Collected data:
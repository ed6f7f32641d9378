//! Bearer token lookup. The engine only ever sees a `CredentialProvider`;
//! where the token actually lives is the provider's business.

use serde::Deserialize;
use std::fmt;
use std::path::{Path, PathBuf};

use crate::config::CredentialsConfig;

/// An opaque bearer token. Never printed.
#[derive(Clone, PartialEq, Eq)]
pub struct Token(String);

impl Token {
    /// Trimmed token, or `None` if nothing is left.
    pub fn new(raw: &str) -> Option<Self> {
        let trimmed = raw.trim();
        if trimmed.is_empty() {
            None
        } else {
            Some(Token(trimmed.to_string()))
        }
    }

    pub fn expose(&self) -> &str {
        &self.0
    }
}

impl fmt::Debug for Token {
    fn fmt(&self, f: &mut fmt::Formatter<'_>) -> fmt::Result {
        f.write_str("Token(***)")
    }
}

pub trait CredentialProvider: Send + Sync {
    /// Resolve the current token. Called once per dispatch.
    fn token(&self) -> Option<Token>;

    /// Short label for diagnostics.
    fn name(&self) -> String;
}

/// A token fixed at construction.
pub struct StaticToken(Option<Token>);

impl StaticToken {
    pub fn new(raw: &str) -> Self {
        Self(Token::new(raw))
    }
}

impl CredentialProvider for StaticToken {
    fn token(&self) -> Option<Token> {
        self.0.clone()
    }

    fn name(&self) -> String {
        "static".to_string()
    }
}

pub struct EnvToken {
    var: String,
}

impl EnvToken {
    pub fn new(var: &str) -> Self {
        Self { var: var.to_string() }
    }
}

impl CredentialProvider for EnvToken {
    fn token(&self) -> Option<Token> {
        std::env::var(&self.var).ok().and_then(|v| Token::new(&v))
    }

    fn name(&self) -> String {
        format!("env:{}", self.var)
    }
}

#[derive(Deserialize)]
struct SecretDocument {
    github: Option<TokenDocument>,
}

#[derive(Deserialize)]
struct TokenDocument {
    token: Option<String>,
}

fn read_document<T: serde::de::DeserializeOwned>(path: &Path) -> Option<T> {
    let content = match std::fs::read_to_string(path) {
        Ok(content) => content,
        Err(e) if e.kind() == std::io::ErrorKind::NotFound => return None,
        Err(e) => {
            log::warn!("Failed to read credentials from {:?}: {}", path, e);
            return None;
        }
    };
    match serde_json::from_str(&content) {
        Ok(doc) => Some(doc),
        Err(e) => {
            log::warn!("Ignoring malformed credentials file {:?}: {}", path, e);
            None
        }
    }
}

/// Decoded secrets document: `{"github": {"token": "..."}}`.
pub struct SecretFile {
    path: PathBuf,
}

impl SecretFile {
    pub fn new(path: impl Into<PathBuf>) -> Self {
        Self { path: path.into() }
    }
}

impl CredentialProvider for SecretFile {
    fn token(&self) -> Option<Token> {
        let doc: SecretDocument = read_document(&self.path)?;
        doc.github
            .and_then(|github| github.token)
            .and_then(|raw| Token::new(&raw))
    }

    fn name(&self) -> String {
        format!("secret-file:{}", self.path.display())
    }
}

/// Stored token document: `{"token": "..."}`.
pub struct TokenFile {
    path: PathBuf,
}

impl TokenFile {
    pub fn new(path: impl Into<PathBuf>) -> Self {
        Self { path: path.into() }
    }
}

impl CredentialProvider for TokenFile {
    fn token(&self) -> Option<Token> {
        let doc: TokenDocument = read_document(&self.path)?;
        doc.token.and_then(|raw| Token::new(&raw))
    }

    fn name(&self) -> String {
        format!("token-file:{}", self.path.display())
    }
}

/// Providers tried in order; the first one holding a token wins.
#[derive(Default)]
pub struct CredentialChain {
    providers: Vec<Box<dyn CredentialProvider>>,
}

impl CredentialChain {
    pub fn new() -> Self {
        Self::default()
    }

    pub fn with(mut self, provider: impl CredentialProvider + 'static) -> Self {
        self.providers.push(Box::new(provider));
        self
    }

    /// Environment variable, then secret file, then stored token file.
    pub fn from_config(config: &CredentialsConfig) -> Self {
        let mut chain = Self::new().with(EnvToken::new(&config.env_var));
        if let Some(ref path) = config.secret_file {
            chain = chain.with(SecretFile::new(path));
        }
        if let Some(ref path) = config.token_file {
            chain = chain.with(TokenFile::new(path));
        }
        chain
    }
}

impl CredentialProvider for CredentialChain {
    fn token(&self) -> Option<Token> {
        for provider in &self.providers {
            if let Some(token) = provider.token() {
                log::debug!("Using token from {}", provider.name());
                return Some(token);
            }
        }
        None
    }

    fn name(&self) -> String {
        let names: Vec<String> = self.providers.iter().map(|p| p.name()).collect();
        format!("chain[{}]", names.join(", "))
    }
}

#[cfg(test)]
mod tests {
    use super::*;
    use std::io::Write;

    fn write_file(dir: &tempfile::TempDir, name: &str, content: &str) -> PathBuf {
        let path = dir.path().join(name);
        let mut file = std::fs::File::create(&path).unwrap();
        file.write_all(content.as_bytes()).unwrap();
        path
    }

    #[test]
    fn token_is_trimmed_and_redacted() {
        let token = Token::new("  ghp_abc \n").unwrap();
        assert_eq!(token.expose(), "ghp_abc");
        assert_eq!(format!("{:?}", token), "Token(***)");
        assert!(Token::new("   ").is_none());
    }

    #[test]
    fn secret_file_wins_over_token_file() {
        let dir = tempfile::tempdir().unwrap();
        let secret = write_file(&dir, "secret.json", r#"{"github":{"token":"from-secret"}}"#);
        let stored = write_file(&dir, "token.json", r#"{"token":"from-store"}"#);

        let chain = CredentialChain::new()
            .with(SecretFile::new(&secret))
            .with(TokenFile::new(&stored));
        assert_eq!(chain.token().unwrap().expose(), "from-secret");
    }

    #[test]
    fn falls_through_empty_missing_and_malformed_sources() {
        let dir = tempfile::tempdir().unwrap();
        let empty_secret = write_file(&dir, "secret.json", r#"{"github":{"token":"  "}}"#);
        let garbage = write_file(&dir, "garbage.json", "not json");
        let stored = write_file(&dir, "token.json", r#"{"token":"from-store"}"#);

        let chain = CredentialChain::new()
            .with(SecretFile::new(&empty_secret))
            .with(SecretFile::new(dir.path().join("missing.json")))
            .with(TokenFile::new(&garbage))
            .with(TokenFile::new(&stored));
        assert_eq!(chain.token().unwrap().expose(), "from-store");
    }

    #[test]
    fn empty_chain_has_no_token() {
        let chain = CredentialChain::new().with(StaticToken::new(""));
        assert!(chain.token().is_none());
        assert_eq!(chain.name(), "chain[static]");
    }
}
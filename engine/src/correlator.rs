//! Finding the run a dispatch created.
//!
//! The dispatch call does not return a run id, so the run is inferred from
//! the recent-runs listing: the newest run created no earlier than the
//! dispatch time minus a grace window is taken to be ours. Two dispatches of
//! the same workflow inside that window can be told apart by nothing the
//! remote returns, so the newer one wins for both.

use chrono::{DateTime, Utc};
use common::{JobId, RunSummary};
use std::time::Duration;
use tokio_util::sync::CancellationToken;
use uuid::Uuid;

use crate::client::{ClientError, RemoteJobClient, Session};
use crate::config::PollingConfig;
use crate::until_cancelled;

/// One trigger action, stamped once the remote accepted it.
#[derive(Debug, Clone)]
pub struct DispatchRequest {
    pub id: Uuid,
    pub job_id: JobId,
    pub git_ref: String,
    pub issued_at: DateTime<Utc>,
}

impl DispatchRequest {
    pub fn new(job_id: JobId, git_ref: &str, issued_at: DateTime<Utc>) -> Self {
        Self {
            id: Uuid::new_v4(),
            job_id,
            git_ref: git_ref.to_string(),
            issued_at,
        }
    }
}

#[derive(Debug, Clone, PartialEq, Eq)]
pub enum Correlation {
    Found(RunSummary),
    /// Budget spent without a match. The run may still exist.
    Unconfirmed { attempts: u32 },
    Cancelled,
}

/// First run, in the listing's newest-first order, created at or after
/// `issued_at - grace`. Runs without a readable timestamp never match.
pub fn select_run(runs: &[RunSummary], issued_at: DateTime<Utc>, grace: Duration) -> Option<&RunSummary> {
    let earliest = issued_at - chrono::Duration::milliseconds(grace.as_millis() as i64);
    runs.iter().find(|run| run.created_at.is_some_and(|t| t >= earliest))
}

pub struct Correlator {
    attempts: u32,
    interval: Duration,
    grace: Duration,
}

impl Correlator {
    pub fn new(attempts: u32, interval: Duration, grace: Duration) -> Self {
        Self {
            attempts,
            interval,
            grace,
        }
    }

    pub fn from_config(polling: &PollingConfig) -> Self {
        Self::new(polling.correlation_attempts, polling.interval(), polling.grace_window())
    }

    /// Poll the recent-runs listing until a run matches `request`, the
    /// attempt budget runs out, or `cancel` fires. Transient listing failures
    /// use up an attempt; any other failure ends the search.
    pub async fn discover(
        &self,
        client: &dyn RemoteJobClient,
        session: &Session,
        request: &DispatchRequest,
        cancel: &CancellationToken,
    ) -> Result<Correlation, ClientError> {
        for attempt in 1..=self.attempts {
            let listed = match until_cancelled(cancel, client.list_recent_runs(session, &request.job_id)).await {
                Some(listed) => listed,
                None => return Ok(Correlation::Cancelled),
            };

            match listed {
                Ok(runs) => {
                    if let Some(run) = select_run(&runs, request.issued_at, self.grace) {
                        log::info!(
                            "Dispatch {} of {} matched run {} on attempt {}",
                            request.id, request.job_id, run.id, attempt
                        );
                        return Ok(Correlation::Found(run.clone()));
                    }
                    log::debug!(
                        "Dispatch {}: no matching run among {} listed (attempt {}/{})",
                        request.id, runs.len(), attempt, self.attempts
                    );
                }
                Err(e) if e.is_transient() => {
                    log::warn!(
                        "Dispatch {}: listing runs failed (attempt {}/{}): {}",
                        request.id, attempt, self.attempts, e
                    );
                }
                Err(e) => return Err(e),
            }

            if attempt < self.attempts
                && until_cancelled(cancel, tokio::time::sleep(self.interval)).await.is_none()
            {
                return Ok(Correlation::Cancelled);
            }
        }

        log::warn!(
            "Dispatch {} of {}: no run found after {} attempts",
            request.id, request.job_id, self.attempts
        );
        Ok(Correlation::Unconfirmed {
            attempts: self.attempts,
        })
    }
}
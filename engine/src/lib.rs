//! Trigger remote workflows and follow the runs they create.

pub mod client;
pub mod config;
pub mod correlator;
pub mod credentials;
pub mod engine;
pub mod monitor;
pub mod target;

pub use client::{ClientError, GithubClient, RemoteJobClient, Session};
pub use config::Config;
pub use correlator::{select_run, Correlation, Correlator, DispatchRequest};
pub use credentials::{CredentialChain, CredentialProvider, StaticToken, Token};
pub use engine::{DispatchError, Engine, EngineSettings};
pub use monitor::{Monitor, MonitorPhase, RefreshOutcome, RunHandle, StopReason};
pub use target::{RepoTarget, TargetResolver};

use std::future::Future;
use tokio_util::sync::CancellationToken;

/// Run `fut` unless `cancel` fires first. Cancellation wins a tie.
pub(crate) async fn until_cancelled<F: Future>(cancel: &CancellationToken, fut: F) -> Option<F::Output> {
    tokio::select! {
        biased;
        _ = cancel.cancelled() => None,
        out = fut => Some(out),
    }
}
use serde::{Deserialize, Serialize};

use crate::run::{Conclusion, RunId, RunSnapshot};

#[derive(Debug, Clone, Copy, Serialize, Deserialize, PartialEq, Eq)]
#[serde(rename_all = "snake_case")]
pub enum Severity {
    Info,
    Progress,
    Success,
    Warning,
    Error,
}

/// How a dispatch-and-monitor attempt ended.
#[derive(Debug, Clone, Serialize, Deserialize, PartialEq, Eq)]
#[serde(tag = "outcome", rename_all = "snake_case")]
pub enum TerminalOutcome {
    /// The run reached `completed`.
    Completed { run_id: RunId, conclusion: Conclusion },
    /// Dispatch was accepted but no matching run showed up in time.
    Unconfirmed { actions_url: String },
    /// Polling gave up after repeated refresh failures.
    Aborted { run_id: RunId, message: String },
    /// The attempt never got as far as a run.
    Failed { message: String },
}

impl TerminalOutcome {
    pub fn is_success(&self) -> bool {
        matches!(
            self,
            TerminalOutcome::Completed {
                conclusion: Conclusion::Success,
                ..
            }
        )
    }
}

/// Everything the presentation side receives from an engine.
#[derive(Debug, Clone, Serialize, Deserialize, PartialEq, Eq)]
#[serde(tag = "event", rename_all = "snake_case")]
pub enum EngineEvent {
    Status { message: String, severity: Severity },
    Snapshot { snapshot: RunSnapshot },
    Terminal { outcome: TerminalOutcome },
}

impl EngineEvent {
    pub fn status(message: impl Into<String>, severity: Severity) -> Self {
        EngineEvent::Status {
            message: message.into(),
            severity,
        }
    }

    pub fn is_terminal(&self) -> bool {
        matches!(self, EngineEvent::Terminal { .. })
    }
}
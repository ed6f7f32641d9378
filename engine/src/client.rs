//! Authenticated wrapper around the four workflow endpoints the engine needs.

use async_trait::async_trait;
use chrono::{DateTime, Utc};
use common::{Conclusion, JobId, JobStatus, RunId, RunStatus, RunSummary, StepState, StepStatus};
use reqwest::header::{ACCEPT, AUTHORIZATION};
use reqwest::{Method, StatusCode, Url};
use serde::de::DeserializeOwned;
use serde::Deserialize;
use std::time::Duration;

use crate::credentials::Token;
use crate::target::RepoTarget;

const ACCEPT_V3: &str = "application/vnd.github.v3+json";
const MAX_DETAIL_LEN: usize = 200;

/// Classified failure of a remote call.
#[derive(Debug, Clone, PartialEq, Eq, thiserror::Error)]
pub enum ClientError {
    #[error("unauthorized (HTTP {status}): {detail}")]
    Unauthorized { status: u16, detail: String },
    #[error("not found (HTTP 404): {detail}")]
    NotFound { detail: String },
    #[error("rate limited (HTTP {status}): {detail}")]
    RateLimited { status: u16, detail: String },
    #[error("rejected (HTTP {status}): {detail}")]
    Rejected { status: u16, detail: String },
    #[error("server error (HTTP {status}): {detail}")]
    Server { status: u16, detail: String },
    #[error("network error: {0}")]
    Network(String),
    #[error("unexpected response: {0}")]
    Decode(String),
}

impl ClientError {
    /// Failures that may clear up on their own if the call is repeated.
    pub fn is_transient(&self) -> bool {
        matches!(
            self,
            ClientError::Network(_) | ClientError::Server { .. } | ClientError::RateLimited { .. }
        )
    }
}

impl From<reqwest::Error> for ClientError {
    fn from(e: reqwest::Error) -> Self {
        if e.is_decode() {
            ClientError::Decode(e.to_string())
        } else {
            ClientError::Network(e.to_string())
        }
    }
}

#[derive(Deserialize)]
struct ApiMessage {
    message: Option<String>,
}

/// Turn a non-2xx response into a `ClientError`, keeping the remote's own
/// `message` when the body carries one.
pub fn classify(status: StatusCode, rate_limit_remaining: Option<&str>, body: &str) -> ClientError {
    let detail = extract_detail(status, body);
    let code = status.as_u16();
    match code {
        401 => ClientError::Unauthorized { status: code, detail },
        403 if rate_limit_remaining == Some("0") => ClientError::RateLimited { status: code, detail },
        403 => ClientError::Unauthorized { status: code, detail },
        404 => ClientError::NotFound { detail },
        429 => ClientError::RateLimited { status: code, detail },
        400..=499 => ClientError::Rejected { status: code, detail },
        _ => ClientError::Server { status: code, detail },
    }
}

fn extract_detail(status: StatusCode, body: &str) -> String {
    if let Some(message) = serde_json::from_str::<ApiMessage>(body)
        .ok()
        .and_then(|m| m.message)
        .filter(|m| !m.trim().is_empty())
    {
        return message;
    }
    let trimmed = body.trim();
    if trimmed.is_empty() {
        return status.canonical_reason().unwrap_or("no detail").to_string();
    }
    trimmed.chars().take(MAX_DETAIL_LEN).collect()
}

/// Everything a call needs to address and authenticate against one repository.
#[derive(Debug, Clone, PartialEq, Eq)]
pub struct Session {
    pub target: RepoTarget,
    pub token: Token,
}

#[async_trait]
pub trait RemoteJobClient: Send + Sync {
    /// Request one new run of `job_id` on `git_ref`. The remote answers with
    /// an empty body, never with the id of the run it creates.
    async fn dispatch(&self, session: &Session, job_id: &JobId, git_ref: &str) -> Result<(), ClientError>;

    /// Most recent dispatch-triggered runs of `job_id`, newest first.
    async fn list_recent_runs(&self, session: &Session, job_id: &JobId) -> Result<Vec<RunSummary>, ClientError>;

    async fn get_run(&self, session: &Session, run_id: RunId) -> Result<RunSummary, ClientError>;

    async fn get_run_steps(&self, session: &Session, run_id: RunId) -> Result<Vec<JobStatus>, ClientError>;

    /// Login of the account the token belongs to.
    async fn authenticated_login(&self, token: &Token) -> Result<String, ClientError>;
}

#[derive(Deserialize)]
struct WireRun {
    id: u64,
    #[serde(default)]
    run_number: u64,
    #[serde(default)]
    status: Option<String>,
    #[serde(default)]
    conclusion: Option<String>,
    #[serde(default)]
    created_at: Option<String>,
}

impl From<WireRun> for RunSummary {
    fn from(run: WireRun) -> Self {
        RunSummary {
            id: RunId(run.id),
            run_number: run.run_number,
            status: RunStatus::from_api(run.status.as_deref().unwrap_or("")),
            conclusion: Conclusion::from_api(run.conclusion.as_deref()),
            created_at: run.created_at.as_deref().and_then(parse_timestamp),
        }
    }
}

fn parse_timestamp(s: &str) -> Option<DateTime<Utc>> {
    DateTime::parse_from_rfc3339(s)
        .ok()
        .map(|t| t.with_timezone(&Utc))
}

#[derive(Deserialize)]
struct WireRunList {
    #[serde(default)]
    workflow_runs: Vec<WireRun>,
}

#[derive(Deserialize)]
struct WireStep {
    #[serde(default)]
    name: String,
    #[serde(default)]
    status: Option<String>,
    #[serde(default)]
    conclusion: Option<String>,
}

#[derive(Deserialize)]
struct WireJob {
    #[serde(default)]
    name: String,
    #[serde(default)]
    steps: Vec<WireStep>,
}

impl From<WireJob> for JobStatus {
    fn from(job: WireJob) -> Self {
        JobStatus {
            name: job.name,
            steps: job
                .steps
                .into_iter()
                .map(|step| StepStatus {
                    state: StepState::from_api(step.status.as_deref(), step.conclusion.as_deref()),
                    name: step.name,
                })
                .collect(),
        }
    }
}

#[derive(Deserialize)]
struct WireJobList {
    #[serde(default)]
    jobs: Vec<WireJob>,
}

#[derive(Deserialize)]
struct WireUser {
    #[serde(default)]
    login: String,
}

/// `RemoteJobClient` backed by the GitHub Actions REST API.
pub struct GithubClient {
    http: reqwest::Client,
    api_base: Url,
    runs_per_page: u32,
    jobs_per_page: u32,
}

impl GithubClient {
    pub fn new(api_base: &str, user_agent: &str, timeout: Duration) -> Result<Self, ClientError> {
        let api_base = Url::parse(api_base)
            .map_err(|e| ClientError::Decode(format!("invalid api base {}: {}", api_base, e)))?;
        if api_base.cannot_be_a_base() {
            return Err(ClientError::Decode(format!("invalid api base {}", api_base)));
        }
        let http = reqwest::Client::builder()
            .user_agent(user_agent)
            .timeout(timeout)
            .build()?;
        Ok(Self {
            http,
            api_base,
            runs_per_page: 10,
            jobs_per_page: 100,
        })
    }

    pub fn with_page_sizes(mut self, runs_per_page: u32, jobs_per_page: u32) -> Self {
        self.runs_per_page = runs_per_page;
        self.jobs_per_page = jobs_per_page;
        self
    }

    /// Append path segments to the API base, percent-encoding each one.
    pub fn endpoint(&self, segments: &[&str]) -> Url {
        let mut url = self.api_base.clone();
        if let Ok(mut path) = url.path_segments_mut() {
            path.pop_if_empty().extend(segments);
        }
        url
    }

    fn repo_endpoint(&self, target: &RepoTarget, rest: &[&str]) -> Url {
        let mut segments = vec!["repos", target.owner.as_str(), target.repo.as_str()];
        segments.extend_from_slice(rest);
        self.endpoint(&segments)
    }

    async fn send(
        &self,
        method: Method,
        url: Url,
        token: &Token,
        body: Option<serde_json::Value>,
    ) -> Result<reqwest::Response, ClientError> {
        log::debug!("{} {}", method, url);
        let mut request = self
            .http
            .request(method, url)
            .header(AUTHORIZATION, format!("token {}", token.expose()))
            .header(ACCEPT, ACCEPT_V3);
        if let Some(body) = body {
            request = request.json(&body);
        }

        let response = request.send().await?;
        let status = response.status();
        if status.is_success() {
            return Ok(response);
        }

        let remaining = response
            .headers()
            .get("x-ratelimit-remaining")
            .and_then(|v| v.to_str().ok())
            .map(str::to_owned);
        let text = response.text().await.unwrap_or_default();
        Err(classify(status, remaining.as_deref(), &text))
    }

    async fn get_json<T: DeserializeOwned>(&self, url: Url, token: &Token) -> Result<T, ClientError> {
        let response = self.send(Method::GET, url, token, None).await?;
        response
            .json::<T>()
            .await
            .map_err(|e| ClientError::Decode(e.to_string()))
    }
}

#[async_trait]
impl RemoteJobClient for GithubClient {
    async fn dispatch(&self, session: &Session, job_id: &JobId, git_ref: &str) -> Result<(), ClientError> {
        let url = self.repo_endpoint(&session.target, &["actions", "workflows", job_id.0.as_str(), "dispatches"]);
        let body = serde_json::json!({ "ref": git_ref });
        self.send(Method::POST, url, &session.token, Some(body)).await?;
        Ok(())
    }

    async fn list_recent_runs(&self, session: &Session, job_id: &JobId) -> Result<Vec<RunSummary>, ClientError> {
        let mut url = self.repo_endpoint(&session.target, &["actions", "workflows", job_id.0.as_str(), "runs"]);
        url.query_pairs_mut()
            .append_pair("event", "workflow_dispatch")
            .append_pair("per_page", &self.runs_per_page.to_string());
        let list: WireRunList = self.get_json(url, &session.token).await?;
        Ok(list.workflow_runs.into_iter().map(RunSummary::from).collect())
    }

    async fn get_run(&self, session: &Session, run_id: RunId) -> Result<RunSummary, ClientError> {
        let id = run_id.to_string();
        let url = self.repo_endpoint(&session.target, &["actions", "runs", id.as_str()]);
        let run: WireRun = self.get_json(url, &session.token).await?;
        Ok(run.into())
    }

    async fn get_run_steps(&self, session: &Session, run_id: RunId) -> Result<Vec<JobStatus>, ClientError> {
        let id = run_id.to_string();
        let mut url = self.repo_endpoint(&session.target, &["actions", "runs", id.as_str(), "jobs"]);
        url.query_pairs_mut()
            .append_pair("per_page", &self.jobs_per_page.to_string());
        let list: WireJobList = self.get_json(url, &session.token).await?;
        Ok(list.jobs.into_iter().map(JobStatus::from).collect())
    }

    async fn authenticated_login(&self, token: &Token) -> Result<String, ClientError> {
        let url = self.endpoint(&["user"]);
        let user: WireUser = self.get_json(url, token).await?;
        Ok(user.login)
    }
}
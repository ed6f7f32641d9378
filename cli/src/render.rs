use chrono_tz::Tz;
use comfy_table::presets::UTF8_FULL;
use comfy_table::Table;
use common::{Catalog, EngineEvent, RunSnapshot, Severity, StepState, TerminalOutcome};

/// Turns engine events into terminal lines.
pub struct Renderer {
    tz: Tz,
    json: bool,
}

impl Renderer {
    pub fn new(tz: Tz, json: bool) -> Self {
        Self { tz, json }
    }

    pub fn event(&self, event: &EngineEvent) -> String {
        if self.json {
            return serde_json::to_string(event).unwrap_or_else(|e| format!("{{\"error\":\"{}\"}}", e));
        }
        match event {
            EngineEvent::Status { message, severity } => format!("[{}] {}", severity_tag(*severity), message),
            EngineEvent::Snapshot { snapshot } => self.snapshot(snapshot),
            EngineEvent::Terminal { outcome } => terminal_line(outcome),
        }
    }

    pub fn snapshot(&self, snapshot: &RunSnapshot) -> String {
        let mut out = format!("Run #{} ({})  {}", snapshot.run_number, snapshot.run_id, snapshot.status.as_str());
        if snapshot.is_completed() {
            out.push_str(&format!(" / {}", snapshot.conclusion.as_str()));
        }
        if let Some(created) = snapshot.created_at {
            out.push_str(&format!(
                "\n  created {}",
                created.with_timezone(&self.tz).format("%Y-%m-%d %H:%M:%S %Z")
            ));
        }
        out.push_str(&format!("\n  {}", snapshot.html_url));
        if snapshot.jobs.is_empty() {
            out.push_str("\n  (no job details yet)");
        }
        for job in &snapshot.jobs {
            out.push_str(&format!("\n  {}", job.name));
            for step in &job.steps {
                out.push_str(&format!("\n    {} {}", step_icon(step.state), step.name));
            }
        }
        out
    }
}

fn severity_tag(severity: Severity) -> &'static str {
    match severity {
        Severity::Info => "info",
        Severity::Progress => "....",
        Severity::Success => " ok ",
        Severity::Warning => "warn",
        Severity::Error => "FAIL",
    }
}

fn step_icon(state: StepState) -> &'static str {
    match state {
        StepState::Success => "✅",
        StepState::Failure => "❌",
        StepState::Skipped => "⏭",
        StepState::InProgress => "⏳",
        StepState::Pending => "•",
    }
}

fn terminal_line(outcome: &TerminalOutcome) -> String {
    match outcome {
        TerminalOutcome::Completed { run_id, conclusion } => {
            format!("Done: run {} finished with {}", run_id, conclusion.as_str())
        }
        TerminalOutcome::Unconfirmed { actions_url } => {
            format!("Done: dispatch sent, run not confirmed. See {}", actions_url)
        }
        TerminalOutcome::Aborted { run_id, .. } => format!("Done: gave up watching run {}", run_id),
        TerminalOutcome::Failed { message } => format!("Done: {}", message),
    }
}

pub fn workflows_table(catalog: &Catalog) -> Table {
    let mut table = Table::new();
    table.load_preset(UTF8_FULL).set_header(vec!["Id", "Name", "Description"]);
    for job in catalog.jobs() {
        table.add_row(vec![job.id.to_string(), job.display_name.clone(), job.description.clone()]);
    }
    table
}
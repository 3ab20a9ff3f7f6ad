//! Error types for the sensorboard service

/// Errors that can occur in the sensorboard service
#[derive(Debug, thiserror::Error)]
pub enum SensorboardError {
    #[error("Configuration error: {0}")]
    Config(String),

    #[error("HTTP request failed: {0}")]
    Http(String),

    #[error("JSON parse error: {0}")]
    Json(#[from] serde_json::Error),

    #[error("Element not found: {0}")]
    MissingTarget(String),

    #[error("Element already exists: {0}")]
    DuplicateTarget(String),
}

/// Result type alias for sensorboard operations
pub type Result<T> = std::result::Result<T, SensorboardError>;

#### [TRY IT]
Scan the lines above for the word "TokenDocument". Return each one that has it.

#### [REPLY TO THE TASK]
    github: Option<TokenDocument>,
struct TokenDocument {
        let doc: TokenDocument = read_document(&self.path)?;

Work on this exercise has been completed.